Universal credit claimants are about to lose £20-a-week from their payments, equivalent to £1040 a year.
Introduced as a temporary measure at the start of the coronavirus pandemic in 2020, Chancellor Rishi Sunak said the extra payment would stop in October.
Approximately 1.3 million people, or one in five of universal credit’s six million claimants, are worried the cut will mean being unable to heat their homes properly, according to a YouGov survey for the Trussell Trust. A similar proportion of claimants said they may have to skip meals if ministers push ahead with the cut.
We urge the UK government to reverse the decision without delay in order to avoid causing further anxiety
“The UC uplift has helped me massively during the pandemic, my work is split between being a freelance writer and photographer, with my photography work being based in the theatre industry, so there really hasn’t been much work over the past 18 months,” said Shona Louise. “The uplift gave me that extra bit of security during the times where I wasn’t earning, particularly when I found myself having heart surgery recently. I was unable to work for six weeks so it helped a lot then.”
Costing £6 billion per year, the cut is due to come into effect on 6 October. The work and pensions select committee took evidence on 1 September 2021 to review the impact of cutting the uplift.

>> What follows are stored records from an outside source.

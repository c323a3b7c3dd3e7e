//! Utility modules shared by the host and the CLI

pub mod env;
pub mod logging;

pub use env::{env_is_set, env_opt};
#[cfg(feature = "json-logging")]
pub use logging::init_json_logging;
pub use logging::{init_logging, init_logging_from_config};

“The £20 cut will plunge hundreds of thousands, including children, into poverty,” said Stephen Timms MP, chair of the work and pensions committee. “Benefit rates have not kept up with the rising cost of living, and the government’s plan means that, in real terms, they will fall to their lowest level in over 30 years. The government must change course to prevent severe hardship for many thousands of families.”
In a letter to the UK government, devolved governments in Scotland, Wales and Northern Ireland have collectively asked for a rethink on plans to end the uplift. Ministers wrote: “We are concerned about the potential impact that reducing universal credit will have on child poverty, poverty levels and the financial health and wellbeing of people. We urge the UK government to reverse the decision without delay in order to avoid causing further anxiety.”

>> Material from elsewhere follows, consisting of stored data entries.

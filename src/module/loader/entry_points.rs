//! Entry point table
//!
//! Maps the `main` identifier of a descriptor to the code that builds the
//! module. The host fills the table before any package is loaded.

use std::collections::BTreeMap;
use std::sync::Arc;

use crate::module::loader::symbols::Symbol;
use crate::module::traits::Module;

/// Host-provided entry points, keyed by identifier
#[derive(Debug, Default, Clone)]
pub struct EntryPoints {
    symbols: BTreeMap<String, Symbol>,
}

impl EntryPoints {
    pub fn new() -> Self {
        Self::default()
    }

    /// Register a zero-argument constructor under `id`
    pub fn register<M, F>(&mut self, id: impl Into<String>, constructor: F) -> &mut Self
    where
        M: Module + 'static,
        F: Fn() -> anyhow::Result<M> + Send + Sync + 'static,
    {
        let factory = move || constructor().map(|module| Box::new(module) as Box<dyn Module>);
        self.symbols
            .insert(id.into(), Symbol::Factory(Arc::new(factory)));
        self
    }

    /// Register a module type built through `Default`
    pub fn register_default<M>(&mut self, id: impl Into<String>) -> &mut Self
    where
        M: Module + Default + 'static,
    {
        self.register(id, || Ok(M::default()))
    }

    /// Bind an arbitrary symbol under `id`
    ///
    /// Loading a package whose entry point names such a symbol fails with an
    /// instantiation error unless the symbol is a factory.
    pub fn define(&mut self, id: impl Into<String>, symbol: Symbol) -> &mut Self {
        self.symbols.insert(id.into(), symbol);
        self
    }

    pub fn get(&self, id: &str) -> Option<Symbol> {
        self.symbols.get(id).cloned()
    }

    pub fn contains(&self, id: &str) -> bool {
        self.symbols.contains_key(id)
    }

    /// Registered identifiers in sorted order
    pub fn identifiers(&self) -> impl Iterator<Item = &str> {
        self.symbols.keys().map(String::as_str)
    }

    pub fn len(&self) -> usize {
        self.symbols.len()
    }

    pub fn is_empty(&self) -> bool {
        self.symbols.is_empty()
    }
}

“Plunging low-income families into deeper poverty and debt as well as sucking billions of pounds out of local economies is no way to level up,” said Katie Schmuecker, deputy director of policy and partnerships at JRF. “It’s not too late for the prime minister and chancellor to listen to the huge opposition to this damaging cut and change course.”
The potential impact on all claimants has triggered widespread criticism of the government’s insistence on pushing ahead with the cut.
“Whilst the reduction won’t have as big an impact on me as it will for those who solely rely on UC for income, I will definitely feel the hit,” Louise added. “As a disabled person, whilst I can do some freelance work I will never be able to work full time hours. The UC reduction is already piling on the pressure to find more work to make up the difference.”
In the face of criticism, work and pensions secretary Thérèse Coffey dismissed the criticism, saying the cut would only mean “two hours’ extra work per week” for claimants.
Speaking to BBC Breakfast, she said: “We will be seeing what we can do to help people perhaps secure those extra hours, but ideally also to make sure they’re also in a place to get better paid jobs as well.”
In the aftermath, Coffey’s figures were disputed. The Resolution Foundation said, as claimants who work additional hours see their benefits reduced, claimants would potentially need to work an additional nine hours per week to cover the cut.
“Our prime minister complains of not being able to live on the wage he receives, but will happily take £20 a week away from those most in need,” Louise continued. “Twenty pounds is food, or electric, or gas, and many people will be left choosing between them now.”
“As announced by the Chancellor at the Budget, the uplift to universal credit was always temporary,” said a government spokesperson. “It was designed to help claimants through the economic shock and financial disruption of the toughest stages of the pandemic, and it has done so.”
The government appears determined to stick to its commitment to ending the uplift, despite the fact that maintaining it could protect the basic human rights of claimants all over the UK.